◆ **TRY IT**:
Taking the listing below, restate word for word each line from the line with "ColorRgba::from_u8(3, 0, 0, 255)" to the line with "let (w, h) = target.size();", ends included, and stop there.

◆ **EXERCISE INPUTS**:
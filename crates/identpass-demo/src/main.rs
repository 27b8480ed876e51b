//! Renders a cube and its wireframe through the identification pass, offscreen.
//!
//! The faces, edges and corners are drawn with distinct colors; the edges and
//! corners stay visible over the faces because only line and point draws get
//! the vertex-stage depth bias.

use anyhow::Result;
use glam::{Mat4, Vec3};
use identpass::coords::ColorRgba;
use identpass::device::{Gpu, GpuInit};
use identpass::logging::{init_logging, LoggingConfig};
use identpass::render::{
    IdentDraw, IdentFrame, IdentMesh, IdentPassConfig, IdentRenderer, IdentTarget, Primitive,
};
use identpass::transform::VertexTransform;

const WIDTH: u32 = 320;
const HEIGHT: u32 = 240;

const CUBE_CORNERS: [Vec3; 8] = [
    Vec3::new(-1.0, -1.0, -1.0),
    Vec3::new(1.0, -1.0, -1.0),
    Vec3::new(1.0, 1.0, -1.0),
    Vec3::new(-1.0, 1.0, -1.0),
    Vec3::new(-1.0, -1.0, 1.0),
    Vec3::new(1.0, -1.0, 1.0),
    Vec3::new(1.0, 1.0, 1.0),
    Vec3::new(-1.0, 1.0, 1.0),
];

#[rustfmt::skip]
const CUBE_FACES: [u32; 36] = [
    0, 2, 1,  0, 3, 2, // -z
    4, 5, 6,  4, 6, 7, // +z
    0, 1, 5,  0, 5, 4, // -y
    3, 7, 6,  3, 6, 2, // +y
    0, 4, 7,  0, 7, 3, // -x
    1, 2, 6,  1, 6, 5, // +x
];

#[rustfmt::skip]
const CUBE_EDGES: [u32; 24] = [
    0, 1,  1, 2,  2, 3,  3, 0,
    4, 5,  5, 6,  6, 7,  7, 4,
    0, 4,  1, 5,  2, 6,  3, 7,
];

fn main() -> Result<()> {
    init_logging(LoggingConfig::default());
    pollster::block_on(run())
}

async fn run() -> Result<()> {
    let gpu = Gpu::new(GpuInit::default()).await?;
    let config = IdentPassConfig::default();

    let mut renderer = IdentRenderer::new(config.clone())?;
    let target = IdentTarget::new(gpu.device(), WIDTH, HEIGHT, &config);

    let faces = IdentMesh::new(gpu.device(), Primitive::Triangles, &CUBE_CORNERS, Some(&CUBE_FACES));
    let edges = IdentMesh::new(gpu.device(), Primitive::Lines, &CUBE_CORNERS, Some(&CUBE_EDGES));
    let corners = IdentMesh::new(gpu.device(), Primitive::Points, &CUBE_CORNERS, None);

    let view = Mat4::look_at_rh(Vec3::new(4.0, -5.0, 3.0), Vec3::ZERO, Vec3::Z);
    let proj = Mat4::perspective_rh(50f32.to_radians(), WIDTH as f32 / HEIGHT as f32, 0.1, 100.0);
    let model = Mat4::from_rotation_z(0.3);

    let draws = [
        IdentDraw { mesh: &faces, model, color: ColorRgba::from_u8(1, 0, 0, 255) },
        IdentDraw { mesh: &edges, model, color: ColorRgba::from_u8(2, 0, 0, 255) },
        IdentDraw { mesh: &corners, model, color: ColorRgba::from_u8(3, 0, 0, 255) },
    ];
    let frame = IdentFrame { view, proj, draws: &draws };

    let mut encoder = gpu.create_encoder("identpass demo encoder");
    {
        let mut rt = target.render_target(&mut encoder);
        renderer.render(&gpu.render_ctx(), &mut rt, &frame);
    }
    gpu.submit(encoder);

    let probe = VertexTransform::new(view, proj)
        .with_model(model)
        .with_bias(renderer.config().depth_bias);
    for corner in CUBE_CORNERS.iter().take(2) {
        log::debug!("corner {corner} -> wireframe clip {}", probe.clip_position(*corner));
    }

    let (w, h) = target.size();
    log::info!(
        "identification pass recorded: {} draws into {w}x{h} {:?} target",
        draws.len(),
        config.color_format
    );

    Ok(())
}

◆ **TASK SOLUTION**:
        IdentDraw { mesh: &corners, model, color: ColorRgba::from_u8(3, 0, 0, 255) },
    ];
    let frame = IdentFrame { view, proj, draws: &draws };

    let mut encoder = gpu.create_encoder("identpass demo encoder");
    {
        let mut rt = target.render_target(&mut encoder);
        renderer.render(&gpu.render_ctx(), &mut rt, &frame);
    }
    gpu.submit(encoder);

    let probe = VertexTransform::new(view, proj)
        .with_model(model)
        .with_bias(renderer.config().depth_bias);
    for corner in CUBE_CORNERS.iter().take(2) {
        log::debug!("corner {corner} -> wireframe clip {}", probe.clip_position(*corner));
    }

    let (w, h) = target.size();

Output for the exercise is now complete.